Ce CPER – qui engage près de 1,6 milliard d’euros – aurait pu être un levier puissant pour transformer en profondeur notre système de mobilités. Malheureusement, il reconduit pour l’essentiel les logiques du passé : grandes infrastructures coûteuses, gouvernance technocratique, absence de projection carbone, et faible prise en compte des inégalités sociales et territoriales. Dans cette contribution, je formule un ensemble de remarques critiques mais constructives, appuyées sur les principes qui fondent la politique de mobilités de la France Insoumise: planification écologique, égalité d’accès, relocalisation des besoins, efficacité budgétaire et sobriété énergétique.
1. Gouvernance des mobilités
Le point 3.1 sur la gouvernance des mobilités révèle une approche excessivement centralisée et peu coopérative. La Région a œuvré de manière explicite pour éviter que les communautés de communes (CDC) n’accèdent à des compétences en matière de mobilité, limitant ainsi leur capacité d’action, alors même qu’elles sont les mieux placées, avec les communes, pour appréhender les réalités locales et les besoins spécifiques de leurs administrés. Cette gouvernance descendante, marquée par une logique technocratique, est en décalage avec les enjeux contemporains qui nécessitent de la subsidiarité, de la proximité, et de la réactivité. L’archaïsme de cette organisation freine le déploiement de solutions adaptées aux territoires ruraux et périurbains, comme ceux de l’est girondin, qui subissent de plein fouet une précarité énergétique croissante liée à la mobilité
2. Dépenses prévues pour les SERM
Le tableau page 19 relatif aux dépenses prévues pour les SERM (Services Express Régionaux Métropolitains) soulève plusieurs inquiétudes. En Gironde, le RER métropolitain, censé faire passer la fréquentation de 25 000 à 50 000 passagers par jour, mobilise des sommes considérables pour une efficacité douteuse : cela représenterait environ 0,5 % des 4 millions de déplacements motorisés quotidiens dans le département. Une telle politique est coûteuse et inefficiente, particulièrement si l’on considère qu’elle ne s’accompagne d’aucune stratégie de réduction des coûts ni d’évaluation rigoureuse de l’impact modal.

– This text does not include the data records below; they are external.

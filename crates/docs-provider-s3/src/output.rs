use std::path::{Path, PathBuf};

use async_trait::async_trait;
use docs_provider_core::{EventChannel, KEY_DELIMITER};
use tracing::{error, info, warn};

use crate::export::{DispatchCompletion, ExportCompletion, ExportDocumentArgs};

/// Completion that writes each content element to
/// `<root>/<folder path>/<file name>` and then raises `DocumentExported`.
#[derive(Debug, Clone)]
pub struct DirectoryCompletion {
    root: PathBuf,
}

impl DirectoryCompletion {
    pub fn new(root: impl Into<PathBuf>) -> Self {
        Self { root: root.into() }
    }

    /// Join slash-delimited `segments` below `root`, dropping empty, `.` and
    /// `..` segments so keys cannot escape the output directory.
    fn target(root: &Path, folder_path: &str, file_name: &str) -> PathBuf {
        let mut path = root.to_path_buf();
        for segment in folder_path.split(KEY_DELIMITER) {
            if !matches!(segment, "" | "." | "..") {
                path.push(segment);
            }
        }
        path.push(file_name);
        path
    }
}

#[async_trait]
impl ExportCompletion for DirectoryCompletion {
    async fn export_complete(&self, events: &EventChannel, args: ExportDocumentArgs) -> bool {
        let Some(document) = &args.document else {
            warn!(id = %args.id, "Export completed without a document");
            return false;
        };

        let folder_path = document
            .folder_paths()
            .iter()
            .next()
            .map(String::as_str)
            .unwrap_or("");

        for version in document.versions() {
            for content in version.contents() {
                if matches!(content.file_name(), "" | "." | "..") {
                    warn!(id = %document.id(), "Skipping content without a file name");
                    continue;
                }

                let target = Self::target(&self.root, folder_path, content.file_name());
                if let Some(parent) = target.parent() {
                    if let Err(e) = tokio::fs::create_dir_all(parent).await {
                        error!(path = %parent.display(), error = %e, "Failed to create directory");
                        return false;
                    }
                }
                if let Err(e) = tokio::fs::write(&target, content.data()).await {
                    error!(path = %target.display(), error = %e, "Failed to write content");
                    return false;
                }
                info!(id = %document.id(), path = %target.display(), bytes = content.len(), "Wrote content");
            }
        }

        DispatchCompletion.export_complete(events, args).await
    }
}
//! Export pipeline: object key in, populated document out.

use async_trait::async_trait;
use docs_provider_core::{
    Content, Document, DocumentExportErrorEvent, DocumentExportedEvent, EventChannel,
    ExportMessage, KeyPath, MessageLevel, NamedStream, FILE_NAME_PROPERTY,
};
use tracing::{debug, error, instrument, warn};

use crate::error::Result;
use crate::provider::{S3Provider, DOCUMENT_CLASS};

/// Arguments of one export request; `document` is filled in by the pipeline.
#[derive(Debug, Clone, PartialEq)]
pub struct ExportDocumentArgs {
    pub id: String,
    pub document: Option<Document>,
}

impl ExportDocumentArgs {
    pub fn new(id: impl Into<String>) -> Self {
        Self {
            id: id.into(),
            document: None,
        }
    }
}

/// Host callback run once a document is fully populated.
///
/// Its return value becomes the result of the export.
#[async_trait]
pub trait ExportCompletion: Send + Sync {
    async fn export_complete(&self, events: &EventChannel, args: ExportDocumentArgs) -> bool;
}

/// Default completion: raise `DocumentExported` and report whether any
/// observer vetoed it.
#[derive(Debug, Clone, Copy, Default)]
pub struct DispatchCompletion;

#[async_trait]
impl ExportCompletion for DispatchCompletion {
    async fn export_complete(&self, events: &EventChannel, args: ExportDocumentArgs) -> bool {
        let Some(document) = args.document else {
            warn!(id = %args.id, "Export completed without a document");
            return false;
        };
        !events
            .raise_document_exported(DocumentExportedEvent::new(document))
            .is_vetoed()
    }
}

impl S3Provider {
    /// Export the object stored under `id`.
    pub async fn export_document(&self, id: &str) -> Result<bool> {
        self.export_document_args(ExportDocumentArgs::new(id)).await
    }

    /// Build the document for `args.id`, attach it to `args` and hand both
    /// to the export completion.
    ///
    /// Failures are logged, raised as `DocumentExportError` and returned
    /// unchanged; the completion is not invoked.
    pub async fn export_document_args(&self, mut args: ExportDocumentArgs) -> Result<bool> {
        let document = match self.build_document(&args.id).await {
            Ok(document) => document,
            Err(e) => {
                error!(key = %args.id, error = %e, "Document export failed");
                self.events.raise_document_export_error(DocumentExportErrorEvent {
                    id: args.id.clone(),
                    error: e.to_string(),
                });
                return Err(e);
            }
        };

        args.document = Some(document);
        Ok(self.completion.export_complete(&self.events, args).await)
    }

    /// Assemble the document for `key` without running the completion.
    ///
    /// The folder path comes from the key prefix. The primary version's
    /// `FileName` is the extension-stripped name, while the content keeps the
    /// full file name.
    #[instrument(skip(self), level = "debug")]
    pub async fn build_document(&self, key: &str) -> Result<Document> {
        let session = self.session()?;
        let path = KeyPath::parse(key);

        let mut document = Document::new(key, DOCUMENT_CLASS);
        document
            .ensure_primary_version()
            .set_property(FILE_NAME_PROPERTY, path.display_base_name());

        if !path.is_root() {
            document.add_folder_path(path.folder_path());
        }

        let data = session
            .store
            .get_object(&session.settings.bucket_name, key)
            .await?;
        let size = data.len();

        document
            .ensure_primary_version()
            .add_content(Content::new(NamedStream::new(data, path.file_name())));

        debug!(key, bytes = size, folder = path.folder_path(), "Built document");
        self.events.raise_document_export_message(ExportMessage::new(
            MessageLevel::Debug,
            format!("Fetched {} bytes for '{}'", size, key),
        ));
        Ok(document)
    }
}

#[cfg(test)]
mod tests {
    use std::sync::atomic::Ordering;
    use std::sync::{Arc, Mutex};

    use docs_provider_core::{
        ConnectionState, ExportObserver, ObserverDecision, StorageError,
    };

    use super::*;
    use crate::error::ProviderError;
    use crate::testing::{source, MemoryConnector, MemoryStore};

    #[derive(Default)]
    struct Collector {
        exported: Mutex<Vec<Document>>,
        errors: Mutex<Vec<DocumentExportErrorEvent>>,
        messages: Mutex<Vec<ExportMessage>>,
    }

    impl ExportObserver for Collector {
        fn on_document_exported(
            &self,
            event: &DocumentExportedEvent,
        ) -> ObserverDecision<DocumentExportedEvent> {
            self.exported.lock().unwrap().push(event.document.clone());
            ObserverDecision::Continue
        }

        fn on_document_export_error(&self, event: DocumentExportErrorEvent) {
            self.errors.lock().unwrap().push(event);
        }

        fn on_document_export_message(&self, message: ExportMessage) {
            self.messages.lock().unwrap().push(message);
        }
    }

    struct VetoAll;

    impl ExportObserver for VetoAll {
        fn on_document_exported(
            &self,
            _event: &DocumentExportedEvent,
        ) -> ObserverDecision<DocumentExportedEvent> {
            ObserverDecision::Veto("read-only archive".to_string())
        }
    }

    fn store() -> MemoryStore {
        MemoryStore::new()
            .with_object("reports/2023/summary.pdf", b"%PDF-1.7")
            .with_object("root.txt", b"hello")
            .with_object("notes/README", b"readme")
    }

    async fn connected(store: MemoryStore) -> (S3Provider, Arc<MemoryConnector>, Arc<Collector>) {
        let connector = Arc::new(MemoryConnector::new(store));
        let collector = Arc::new(Collector::default());
        let mut provider = S3Provider::with_connector(connector.clone());
        provider.subscribe(collector.clone());
        provider.connect(&source()).await.unwrap();
        (provider, connector, collector)
    }

    #[tokio::test]
    async fn test_export_nested_key() {
        let (provider, _, collector) = connected(store()).await;

        assert!(provider.export_document("reports/2023/summary.pdf").await.unwrap());

        let exported = collector.exported.lock().unwrap();
        assert_eq!(exported.len(), 1);
        let document = &exported[0];
        assert_eq!(document.id(), "reports/2023/summary.pdf");
        assert_eq!(document.document_class(), DOCUMENT_CLASS);
        assert_eq!(
            document.folder_paths().iter().collect::<Vec<_>>(),
            vec!["reports/2023"]
        );
        assert_eq!(document.versions().len(), 1);

        let version = document.primary_version().unwrap();
        assert_eq!(version.property(FILE_NAME_PROPERTY), Some("summary"));
        assert_eq!(version.contents().len(), 1);
        assert_eq!(version.contents()[0].file_name(), "summary.pdf");
        assert_eq!(version.contents()[0].data().as_ref(), b"%PDF-1.7");
    }

    #[tokio::test]
    async fn test_export_root_key() {
        let (provider, _, _) = connected(store()).await;

        let document = provider.build_document("root.txt").await.unwrap();

        assert!(document.folder_paths().is_empty());
        let version = document.primary_version().unwrap();
        assert_eq!(version.property(FILE_NAME_PROPERTY), Some("root"));
        assert_eq!(version.contents()[0].file_name(), "root.txt");
    }

    #[tokio::test]
    async fn test_export_without_extension() {
        let (provider, _, _) = connected(store()).await;

        let document = provider.build_document("notes/README").await.unwrap();

        let version = document.primary_version().unwrap();
        assert_eq!(version.property(FILE_NAME_PROPERTY), Some("README"));
        assert_eq!(version.contents()[0].file_name(), "README");
    }

    #[tokio::test]
    async fn test_export_missing_object_propagates() {
        let (provider, connector, collector) = connected(store()).await;

        let err = provider.export_document("reports/gone.pdf").await.unwrap_err();

        assert!(matches!(
            err,
            ProviderError::Storage(StorageError::NotFound(ref key)) if key == "reports/gone.pdf"
        ));
        assert_eq!(connector.store.fetches.load(Ordering::SeqCst), 1);
        assert!(collector.exported.lock().unwrap().is_empty());
        let errors = collector.errors.lock().unwrap();
        assert_eq!(errors.len(), 1);
        assert_eq!(errors[0].id, "reports/gone.pdf");
    }

    #[tokio::test]
    async fn test_export_requires_connection() {
        let connector = Arc::new(MemoryConnector::new(store()));
        let provider = S3Provider::with_connector(connector.clone());

        let err = provider.export_document("root.txt").await.unwrap_err();

        assert!(matches!(
            err,
            ProviderError::NotConnected {
                state: ConnectionState::Disconnected,
                ..
            }
        ));
        assert_eq!(connector.store.fetches.load(Ordering::SeqCst), 0);
    }

    #[tokio::test]
    async fn test_export_after_failed_connect() {
        let connector = Arc::new(MemoryConnector::new(
            store().failing_list(StorageError::Io("connection refused".to_string())),
        ));
        let mut provider = S3Provider::with_connector(connector);
        assert!(provider.connect(&source()).await.is_err());

        let err = provider.export_document("root.txt").await.unwrap_err();
        assert!(matches!(
            err,
            ProviderError::NotConnected {
                state: ConnectionState::Unavailable,
                ..
            }
        ));
    }

    #[tokio::test]
    async fn test_veto_returns_false() {
        let (mut provider, _, collector) = connected(store()).await;
        provider.subscribe(Arc::new(VetoAll));

        assert!(!provider.export_document("root.txt").await.unwrap());
        // Earlier observers still saw the document.
        assert_eq!(collector.exported.lock().unwrap().len(), 1);
    }

    #[tokio::test]
    async fn test_custom_completion_receives_args() {
        #[derive(Default)]
        struct Capture(Mutex<Option<ExportDocumentArgs>>);

        #[async_trait]
        impl ExportCompletion for Capture {
            async fn export_complete(
                &self,
                _events: &EventChannel,
                args: ExportDocumentArgs,
            ) -> bool {
                *self.0.lock().unwrap() = Some(args);
                false
            }
        }

        let capture = Arc::new(Capture::default());
        let connector = Arc::new(MemoryConnector::new(store()));
        let mut provider =
            S3Provider::with_connector(connector).with_completion(capture.clone());
        provider.connect(&source()).await.unwrap();

        assert!(!provider.export_document("root.txt").await.unwrap());

        let args = capture.0.lock().unwrap().take().unwrap();
        assert_eq!(args.id, "root.txt");
        assert_eq!(args.document.unwrap().id(), "root.txt");
    }

    #[tokio::test]
    async fn test_each_export_builds_fresh_document() {
        let (provider, _, collector) = connected(store()).await;

        provider.export_document("root.txt").await.unwrap();
        provider.export_document("root.txt").await.unwrap();

        let exported = collector.exported.lock().unwrap();
        assert_eq!(exported.len(), 2);
        for document in exported.iter() {
            assert_eq!(document.versions().len(), 1);
            assert_eq!(document.primary_version().unwrap().contents().len(), 1);
        }
        assert_eq!(collector.messages.lock().unwrap().len(), 2);
    }

    #[tokio::test]
    async fn test_dispatch_completion_without_document() {
        let events = EventChannel::new();
        assert!(
            !DispatchCompletion
                .export_complete(&events, ExportDocumentArgs::new("x"))
                .await
        );
    }
}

Il est urgent de redéployer les investissements vers des solutions plus souples, agiles et économiquement soutenables : développement de voies réservées au covoiturage, aménagement de lignes de cars express, déploiement de solutions de ferroviaire léger (trams-trains). De nombreux exemples européens – S-Bahn allemands, réseaux suisses et néerlandais, tram-trains lyonnais, nantais et mulhousiens – démontrent la pertinence de ces alternatives. Il est regrettable qu’aucun projet de ce type ne soit intégré à ce CPER.
Il convient aussi de souligner l’absence de toute mention d’une liaison structurante entre Pau et Tarbes, qui pourrait constituer un axe ferroviaire régional majeur – un « RER du Piémont pyrénéen » – resté ignoré faute de coordination entre les Régions Nouvelle-Aquitaine et Occitanie.
3. Réseau ferroviaire structurant
À ce stade, aucun commentaire critique particulier : les budgets affectés au réseau ferroviaire structurant paraissent cohérents et raisonnables. Il conviendra toutefois d’en suivre l’exécution avec attention, en exigeant des indicateurs clairs de fréquentation et d’impact environnemental.
4. Dessertes fines des territoires
Les projets de desserte fine, tels que la modernisation de la voie du Médoc, sont à saluer. Il s’agit d’initiatives ciblées, à coût modéré, qui peuvent considérablement améliorer la desserte des territoires isolés. Ce type d’investissement de proximité devrait être amplifié dans l’avenant.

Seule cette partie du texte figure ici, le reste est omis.